Monkeypox’s Test Market
As the need to test for the SARS-CoV-2 virus fades and worry about monkeypox develops, analysts think a narrow new market might mitigate – but not make up for – the expected slowdown of COVID diagnostic sales. Roche, for example, generated 1.9 billion Swiss francs ($2.0 billion) in COVID test sales in the first quarter; moreover, Barclays (LON: BARC) analyst Emily Field expects that the tests will yield 3 billion Swiss francs in total for Roche by 2022. “Monkeypox revenues would be extremely tough to counteract this in any substantial sense,” she added.

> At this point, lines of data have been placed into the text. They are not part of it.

//! Daemon configuration
//!
//! Read from an optional TOML file; every field has a default so an empty
//! file (or none at all) gives a working in-memory gateway.

use std::path::{Path, PathBuf};
use std::time::Duration;

use anyhow::{Context, Result};
use clap::ValueEnum;
use serde::{Deserialize, Serialize};

use vss_core::DEFAULT_ID_FIELD;

/// Which storage collaborator backs the gateway
#[derive(Debug, Clone, Copy, PartialEq, Eq, Default, Serialize, Deserialize, ValueEnum)]
#[serde(rename_all = "lowercase")]
pub enum StoreKind {
    /// Document store with a change feed, push subscriptions
    Document,
    /// Pull-only time-series store, poll subscriptions
    #[default]
    Timeseries,
}

#[derive(Debug, Clone, Default, Serialize, Deserialize)]
#[serde(default)]
pub struct GatewayConfig {
    pub server: ServerConfig,
    pub store: StoreConfig,
    pub poll: PollConfig,
}

#[derive(Debug, Clone, Serialize, Deserialize)]
#[serde(default)]
pub struct ServerConfig {
    pub host: String,
    pub port: u16,
    pub request_timeout_ms: u64,
}

impl Default for ServerConfig {
    fn default() -> Self {
        Self {
            host: "0.0.0.0".to_string(),
            port: 8080,
            request_timeout_ms: 10_000,
        }
    }
}

#[derive(Debug, Clone, Serialize, Deserialize)]
#[serde(default)]
pub struct StoreConfig {
    pub kind: StoreKind,
    /// VSS catalog file; the built-in catalog when unset
    pub datapoints: Option<PathBuf>,
    pub id_field: String,
}

impl Default for StoreConfig {
    fn default() -> Self {
        Self {
            kind: StoreKind::default(),
            datapoints: None,
            id_field: DEFAULT_ID_FIELD.to_string(),
        }
    }
}

#[derive(Debug, Clone, Serialize, Deserialize)]
#[serde(default)]
pub struct PollConfig {
    pub interval_ms: u64,
}

impl Default for PollConfig {
    fn default() -> Self {
        Self { interval_ms: 200 }
    }
}

impl GatewayConfig {
    pub fn load_from(path: &Path) -> Result<Self> {
        let content = std::fs::read_to_string(path)
            .with_context(|| format!("Failed to read config file: {}", path.display()))?;
        toml::from_str(&content)
            .with_context(|| format!("Failed to parse config file: {}", path.display()))
    }

    /// Apply command-line overrides on top of the file values
    pub fn merge_with_args(
        mut self,
        port: Option<u16>,
        kind: Option<StoreKind>,
        datapoints: Option<PathBuf>,
    ) -> Self {
        if let Some(port) = port {
            self.server.port = port;
        }
        if let Some(kind) = kind {
            self.store.kind = kind;
        }
        if datapoints.is_some() {
            self.store.datapoints = datapoints;
        }
        self
    }

    pub fn request_timeout(&self) -> Duration {
        Duration::from_millis(self.server.request_timeout_ms)
    }

    pub fn poll_interval(&self) -> Duration {
        Duration::from_millis(self.poll.interval_ms)
    }
}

Since early May, there were more than 550 confirmed cases of monkeypox in over 30 countries. The bulk of the cases occurred in Europe and was unrelated to travel to Africa, where the virus is widespread. Public health officials believe there is a chance of community transmission. There have been no deaths recorded. Nonetheless, the World Health Organization (WHO) anticipates infection rates to climb as surveillance improves. The WHO’s Europe director cautioned that the spread might accelerate when people congregate for summer gatherings and festivals. On a monkeypox scale, this epidemic is big. Still, there is no need for hundreds of thousands of tests, as there was when COVID first appeared, according to Daniel Bausch, senior director, emerging threats and global health security at FIND.